Instructions for the task: Exactly as they stand, set down the following records once more.

Stored dataset items
----
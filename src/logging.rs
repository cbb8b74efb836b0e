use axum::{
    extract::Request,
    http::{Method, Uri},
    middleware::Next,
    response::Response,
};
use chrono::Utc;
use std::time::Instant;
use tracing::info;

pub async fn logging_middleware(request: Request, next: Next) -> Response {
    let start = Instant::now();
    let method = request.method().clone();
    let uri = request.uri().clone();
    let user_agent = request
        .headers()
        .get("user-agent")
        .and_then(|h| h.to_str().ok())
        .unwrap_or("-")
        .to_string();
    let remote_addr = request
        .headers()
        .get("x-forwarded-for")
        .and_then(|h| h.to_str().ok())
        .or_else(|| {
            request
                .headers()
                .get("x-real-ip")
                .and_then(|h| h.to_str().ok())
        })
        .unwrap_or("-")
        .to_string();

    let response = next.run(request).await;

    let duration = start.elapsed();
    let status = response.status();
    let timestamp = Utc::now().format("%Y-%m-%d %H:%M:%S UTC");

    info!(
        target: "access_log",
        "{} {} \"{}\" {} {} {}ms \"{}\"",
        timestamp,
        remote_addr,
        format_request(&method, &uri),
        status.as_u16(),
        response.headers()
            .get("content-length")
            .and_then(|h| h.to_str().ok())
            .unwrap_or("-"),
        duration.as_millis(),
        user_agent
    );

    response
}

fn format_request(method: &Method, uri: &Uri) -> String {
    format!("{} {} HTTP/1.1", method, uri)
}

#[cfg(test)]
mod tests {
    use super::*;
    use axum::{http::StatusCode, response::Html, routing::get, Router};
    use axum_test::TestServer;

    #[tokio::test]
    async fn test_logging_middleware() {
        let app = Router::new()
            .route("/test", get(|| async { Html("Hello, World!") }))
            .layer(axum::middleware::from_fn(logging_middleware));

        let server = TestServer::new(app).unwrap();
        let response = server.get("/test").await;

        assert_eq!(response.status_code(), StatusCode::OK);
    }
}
----
Exercise answer:
filename src/logging.rs
repository cbb8b74efb836b0e
use axum::{
    extract::Request,
    http::{Method, Uri},
    middleware::Next,
    response::Response,
};
use chrono::Utc;
use std::time::Instant;
use tracing::info;

pub async fn logging_middleware(request: Request, next: Next) -> Response {
    let start = Instant::now();
    let method = request.method().clone();
    let uri = request.uri().clone();
    let user_agent = request
        .headers()
        .get("user-agent")
        .and_then(|h| h.to_str().ok())
        .unwrap_or("-")
        .to_string();
    let remote_addr = request
        .headers()
        .get("x-forwarded-for")
        .and_then(|h| h.to_str().ok())
        .or_else(|| {
            request
                .headers()
                .get("x-real-ip")
                .and_then(|h| h.to_str().ok())
        })
        .unwrap_or("-")
        .to_string();

    let response = next.run(request).await;

    let duration = start.elapsed();
    let status = response.status();
    let timestamp = Utc::now().format("%Y-%m-%d %H:%M:%S UTC");

    info!(
        target: "access_log",
        "{} {} \"{}\" {} {} {}ms \"{}\"",
        timestamp,
        remote_addr,
        format_request(&method, &uri),
        status.as_u16(),
        response.headers()
            .get("content-length")
            .and_then(|h| h.to_str().ok())
            .unwrap_or("-"),
        duration.as_millis(),
        user_agent
    );

    response
}

fn format_request(method: &Method, uri: &Uri) -> String {
    format!("{} {} HTTP/1.1", method, uri)
}

#[cfg(test)]
mod tests {
    use super::*;
    use axum::{http::StatusCode, response::Html, routing::get, Router};
    use axum_test::TestServer;

    #[tokio::test]
    async fn test_logging_middleware() {
        let app = Router::new()
            .route("/test", get(|| async { Html("Hello, World!") }))
            .layer(axum::middleware::from_fn(logging_middleware));

        let server = TestServer::new(app).unwrap();
        let response = server.get("/test").await;

        assert_eq!(response.status_code(), StatusCode::OK);
    }
}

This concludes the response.